The vessel was carrying researchers to Franz Josef Land, a Russian archipelago far above the Arctic Circle whose only human residents are military personnel. The trip stopped by various locales previously visited by 19th-century Arctic explorers, and its participants studied the glaciers as well as the plants and animals present on the islands.


Smaller boats brought participants between a main vessel and the islands. It was one of these crafts that a mother walrus reportedly attacked and sank, perhaps because she felt her cubs were being threatened.

Walruses are large, tusked marine mammals in the same pinniped clade as seals and sea lions. They inhabit icy Arctic waters and can weigh over a ton.
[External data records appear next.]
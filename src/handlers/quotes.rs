// src/handlers/quotes.rs

use axum::{
    Json,
    extract::{Path, Query, State},
    http::{StatusCode, header},
    response::IntoResponse,
};
use uuid::Uuid;

use crate::{
    common::error::AppError,
    config::AppState,
    forms::{FieldConfig, FieldValue, FormConfig, FormModel, FormState, Submission},
    models::quotes::{
        QuoteFilter, QuoteRequest, QuoteRequestPayload, UpdateQuoteStatusPayload,
    },
};
use crate::middleware::rbac::{PermManageQuotes, RequirePermission};

// ---
// O formulário público de orçamento, montado sobre o motor de formulários.
// Os nomes dos campos são os mesmos que o frontend usa, então o `details`
// da resposta 400 cai direto embaixo de cada input.
// ---

#[derive(Debug, Clone, Default)]
struct QuoteForm {
    customer_name: String,
    email: String,
    phone: Option<String>,
    product_interest: Option<String>,
    message: String,
    accept_contact: bool,
}

impl QuoteForm {
    fn from_payload(payload: QuoteRequestPayload) -> Self {
        Self {
            customer_name: payload.customer_name,
            email: payload.email,
            phone: payload.phone,
            product_interest: payload.product_interest,
            message: payload.message,
            accept_contact: payload.accept_contact,
        }
    }
}

impl FormModel for QuoteForm {
    fn get(&self, field: &str) -> FieldValue {
        match field {
            "customerName" => self.customer_name.clone().into(),
            "email" => self.email.clone().into(),
            "phone" => self.phone.clone().into(),
            "productInterest" => self.product_interest.clone().into(),
            "message" => self.message.clone().into(),
            "acceptContact" => self.accept_contact.into(),
            _ => FieldValue::Missing,
        }
    }

    fn set(&mut self, field: &str, value: FieldValue) {
        match (field, value) {
            ("customerName", FieldValue::Text(s)) => self.customer_name = s,
            ("email", FieldValue::Text(s)) => self.email = s,
            ("phone", FieldValue::Text(s)) => self.phone = Some(s),
            ("productInterest", FieldValue::Text(s)) => self.product_interest = Some(s),
            ("message", FieldValue::Text(s)) => self.message = s,
            ("acceptContact", FieldValue::Bool(b)) => self.accept_contact = b,
            _ => {}
        }
    }
}

fn quote_request_form() -> FormConfig<QuoteForm> {
    FormConfig::new(vec![
        FieldConfig::new("customerName", "Nome")
            .required()
            .max_length(120),
        FieldConfig::new("email", "E-mail").required().email(),
        // Telefone é opcional; se vier, precisa parecer um telefone
        FieldConfig::new("phone", "Telefone").custom(|value, _all| match value {
            FieldValue::Missing => None,
            FieldValue::Text(s) if s.trim().is_empty() => None,
            FieldValue::Text(s)
                if s.len() >= 7
                    && s.len() <= 20
                    && s.chars().all(|c| c.is_ascii_digit() || " +()-".contains(c)) =>
            {
                None
            }
            _ => Some("Telefone inválido.".to_string()),
        }),
        FieldConfig::new("productInterest", "Produto de interesse").max_length(120),
        FieldConfig::new("message", "Mensagem")
            .required()
            .min_length(10)
            .max_length(2000),
        // "Aceito ser contatado": bool false conta como não preenchido
        FieldConfig::new("acceptContact", "Aceite de contato").required(),
    ])
}

// ---
// Rota pública
// ---

#[utoipa::path(
    post,
    path = "/api/quotes",
    tag = "Quotes",
    request_body = QuoteRequestPayload,
    responses(
        (status = 201, description = "Solicitação registrada", body = QuoteRequest),
        (status = 400, description = "Erros de validação por campo")
    )
)]
pub async fn create_quote(
    State(app_state): State<AppState>,
    Json(payload): Json<QuoteRequestPayload>,
) -> Result<impl IntoResponse, AppError> {
    let mut form = FormState::new(QuoteForm::from_payload(payload), quote_request_form());

    let repo = app_state.quote_repo.clone();
    let outcome = form
        .handle_submit(move |values| async move {
            repo.create(
                values.customer_name.trim(),
                values.email.trim(),
                values.phone.as_deref(),
                values.product_interest.as_deref(),
                values.message.trim(),
            )
            .await
        })
        .await?;

    match outcome {
        Submission::Rejected => Err(AppError::FormRejected(form.errors())),
        Submission::Completed(quote) => {
            tracing::info!(quote_id = %quote.id, "nova solicitação de orçamento");
            Ok((StatusCode::CREATED, Json(quote)))
        }
    }
}

// ---
// Rotas de admin (exigem MANAGE_QUOTES)
// ---

#[utoipa::path(
    get,
    path = "/api/admin/quotes",
    tag = "Quotes",
    security(("api_jwt" = [])),
    params(QuoteFilter),
    responses((status = 200, description = "Solicitações, mais recentes primeiro", body = [QuoteRequest]))
)]
pub async fn list_quotes(
    State(app_state): State<AppState>,
    _guard: RequirePermission<PermManageQuotes>,
    Query(filter): Query<QuoteFilter>,
) -> Result<impl IntoResponse, AppError> {
    let quotes = app_state.quote_repo.list(&filter).await?;
    Ok(Json(quotes))
}

#[utoipa::path(
    put,
    path = "/api/admin/quotes/{id}/status",
    tag = "Quotes",
    security(("api_jwt" = [])),
    request_body = UpdateQuoteStatusPayload,
    responses(
        (status = 200, description = "Status atualizado", body = QuoteRequest),
        (status = 404, description = "Orçamento não encontrado")
    )
)]
pub async fn update_quote_status(
    State(app_state): State<AppState>,
    _guard: RequirePermission<PermManageQuotes>,
    Path(id): Path<Uuid>,
    Json(payload): Json<UpdateQuoteStatusPayload>,
) -> Result<impl IntoResponse, AppError> {
    let quote = app_state.quote_repo.update_status(id, payload.status).await?;
    Ok(Json(quote))
}

#[utoipa::path(
    get,
    path = "/api/admin/quotes/{id}/pdf",
    tag = "Quotes",
    security(("api_jwt" = [])),
    responses(
        (status = 200, description = "PDF do orçamento", body = Vec<u8>, content_type = "application/pdf"),
        (status = 404, description = "Orçamento não encontrado")
    )
)]
pub async fn download_quote_pdf(
    State(app_state): State<AppState>,
    _guard: RequirePermission<PermManageQuotes>,
    Path(id): Path<Uuid>,
) -> Result<impl IntoResponse, AppError> {
    let quote = app_state
        .quote_repo
        .find_by_id(id)
        .await?
        .ok_or_else(|| AppError::NotFound("Orçamento".to_string()))?;

    // Se o interesse do cliente bate com um slug do catálogo, o PDF inclui
    // o produto de referência com preço
    let product = match &quote.product_interest {
        Some(interest) => app_state.catalog_repo.find_published_by_slug(interest).await?,
        None => None,
    };

    let pdf = app_state
        .quote_pdf_service
        .generate_quote_pdf(&quote, product.as_ref())?;

    let headers = [
        (header::CONTENT_TYPE, "application/pdf".to_string()),
        (
            header::CONTENT_DISPOSITION,
            format!("attachment; filename=\"orcamento-{}.pdf\"", quote.id),
        ),
    ];

    Ok((headers, pdf))
}
// src/handlers/sales.rs

use axum::{
    Json,
    extract::{Query, State},
    http::StatusCode,
    response::IntoResponse,
};
use validator::Validate;

use crate::{
    common::error::AppError,
    config::AppState,
    middleware::{
        auth::AuthenticatedUser,
        rbac::{PermRecordSales, RequirePermission},
    },
    models::sales::{RecordSalePayload, Sale, SaleWithProduct, SalesFilter},
};

#[utoipa::path(
    post,
    path = "/api/admin/sales",
    tag = "Sales",
    security(("api_jwt" = [])),
    request_body = RecordSalePayload,
    responses(
        (status = 201, description = "Venda registrada, estoque baixado", body = Sale),
        (status = 409, description = "Estoque insuficiente")
    )
)]
pub async fn record_sale(
    State(app_state): State<AppState>,
    user: AuthenticatedUser,
    _guard: RequirePermission<PermRecordSales>,
    Json(payload): Json<RecordSalePayload>,
) -> Result<impl IntoResponse, AppError> {
    payload.validate().map_err(AppError::ValidationError)?;

    let sale = app_state
        .sales_service
        .record_sale(user.0.id, &payload)
        .await?;

    Ok((StatusCode::CREATED, Json(sale)))
}

#[utoipa::path(
    get,
    path = "/api/admin/sales",
    tag = "Sales",
    security(("api_jwt" = [])),
    params(SalesFilter),
    responses((status = 200, description = "Vendas no período", body = [SaleWithProduct]))
)]
pub async fn list_sales(
    State(app_state): State<AppState>,
    _guard: RequirePermission<PermRecordSales>,
    Query(filter): Query<SalesFilter>,
) -> Result<impl IntoResponse, AppError> {
    let sales = app_state.sales_repo.list_sales(&filter).await?;
    Ok(Json(sales))
}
Walrus attacks on humans and their vessels aren’t uncommon, according to Lori Quakenbush, a biologist from the Alaska Department of Fish and Game’s Arctic Marine Mammal Program (who was not on the Russian vessel). “We have to be careful during research not to get surrounded by ice and walruses without an escape route. Calves are curious and will approach a boat, which makes the mother aggressive to defend the calf,” Quakenbush told Gizmodo in an email. “Groups of young males can also be aggressive and dangerous to small boats.”

Quakenbush explained that walrus hunters have encountered walruses puncturing skin boats with their tusks or even flipping over aluminum boats.


In short, if you ever find yourself confronted by walruses, you better have an escape plan.